The following issues were found with the mask "u=rwx,g=rwx,o=rx" (0002):
- Access is allowed to 'others'. It is recommended that 'others' be denied
all access for security reasons.
- Write access is allowed to 'group'. It is recommend that 'group' be
denied write access. Read access to a restricted group is recommended
to allow access to the logs.
The recommended umask for Bitbucket is "u=,g=w,o=rwx" (0027) and can be
configured in _start-webapp.sh

The current open files limit is set to less than 4096
Attempting to increase limit...
Limit increased to 4096 open files

Starting Bitbucket webapp at http://localhost:7990
The Bitbucket webapp has been started......" 

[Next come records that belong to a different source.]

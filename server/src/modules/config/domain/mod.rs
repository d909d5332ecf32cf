// Config Domain Layer
//
// 领域层定义配置结构与校验规则

pub mod entities;

pub use entities::*;
use async_trait::async_trait;
use rand::rngs::StdRng;
use rand::seq::IndexedRandom;
use rand::SeedableRng;
use std::sync::{Arc, Mutex};

use super::super::entities::Message;
use super::super::value_objects::Emotion;
use super::reply_templates::ReplyTemplateTable;
use crate::modules::chat::ports::{GeneratedReply, ReplyGenerator, ReplySource};

/// 复述用户原话的最大词数
pub const REFLECTION_MAX_WORDS: usize = 12;

/// 模板回复组合器
///
/// 确认句 + 复述 + 建议句。句子随机选取，结构固定，不依赖外部服务。
pub struct TemplateComposer {
    table: Arc<ReplyTemplateTable>,
    rng: Mutex<StdRng>,
}

impl TemplateComposer {
    pub fn new(table: Arc<ReplyTemplateTable>) -> Self {
        Self {
            table,
            rng: Mutex::new(StdRng::from_os_rng()),
        }
    }

    /// 固定随机种子，相同种子与输入产生相同回复
    pub fn with_seed(table: Arc<ReplyTemplateTable>, seed: u64) -> Self {
        Self {
            table,
            rng: Mutex::new(StdRng::seed_from_u64(seed)),
        }
    }

    pub fn table(&self) -> &ReplyTemplateTable {
        &self.table
    }

    /// 组合回复文本
    pub fn compose(&self, text: &str, emotion: Emotion) -> String {
        let entry = self.table.entry(emotion);

        let (validation, suggestion) = {
            let mut rng = self.rng.lock().unwrap_or_else(|e| e.into_inner());
            let validation = entry.validations.choose(&mut *rng).cloned();
            let suggestion = entry.suggestions.choose(&mut *rng).cloned();
            (validation, suggestion)
        };

        let parts: Vec<String> = [validation, reflect(text), suggestion]
            .into_iter()
            .flatten()
            .collect();
        parts.join(" ")
    }
}

#[async_trait]
impl ReplyGenerator for TemplateComposer {
    fn kind(&self) -> &'static str {
        "template"
    }

    async fn generate(&self, text: &str, emotion: Emotion, _history: &[Message]) -> GeneratedReply {
        GeneratedReply {
            text: self.compose(text, emotion),
            source: ReplySource::Template,
        }
    }
}

/// 复述句：引用用户消息的前 12 个词，超出时加省略号
pub fn reflect(text: &str) -> Option<String> {
    let words: Vec<&str> = text.split_whitespace().collect();
    if words.is_empty() {
        return None;
    }

    let quoted = words
        .iter()
        .take(REFLECTION_MAX_WORDS)
        .copied()
        .collect::<Vec<_>>()
        .join(" ");
    let ellipsis = if words.len() > REFLECTION_MAX_WORDS {
        "..."
    } else {
        ""
    };
    Some(format!("You said: \"{}{}\"", quoted, ellipsis))
}
// Config Module
//
// 配置管理模块
//
// 层次结构:
// - domain: 领域层，包含配置结构、合并与校验
// - ports: 端口层，定义配置错误
// - infrastructure: 基础设施层，从文件与环境变量加载配置

pub mod domain;
pub mod infrastructure;
pub mod ports;

// 重新导出常用类型
pub use domain::{
    AppConfig, ChatConfig, ClassifierConfig, LLMConfig, PartialAppConfig, ServerConfig,
    StorageConfig,
};
pub use infrastructure::{ConfigLoader, CONFIG_PATH_ENV};
pub use ports::ConfigError;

• Some Bitbucket administrators may consider that this message is "spamming" their terminal and ask why the recommended umask is not set by default and why it has to be updated manually. I will share further insights below:
  • Actually, when the default installation procedure (Run as root and create a service user) is followed, Bitbucket will be set to run with a 0027 mask (and that warning won't show up).
  • Otherwise, the system administrator will be responsible for setting the correct umask based on his team security needs.
  • We don't overwrite it in this case, as his team could be using a more restrictive setting so we wouldn’t want to override that and inadvertently reduce security without warning.

Suggested Solution

• Considering the explanation above and knowing that the umask default value cannot be set to 0027 in all cases, our suggestion here is to change the default behavior to be at least 0027 specifically if the user is created with a more permissive mask.
• This should reduce the number of situations in which the change has to be manually performed.

Why this is important

• More efficiency.
• Reduce Bitbucket administrator and system administrator effort.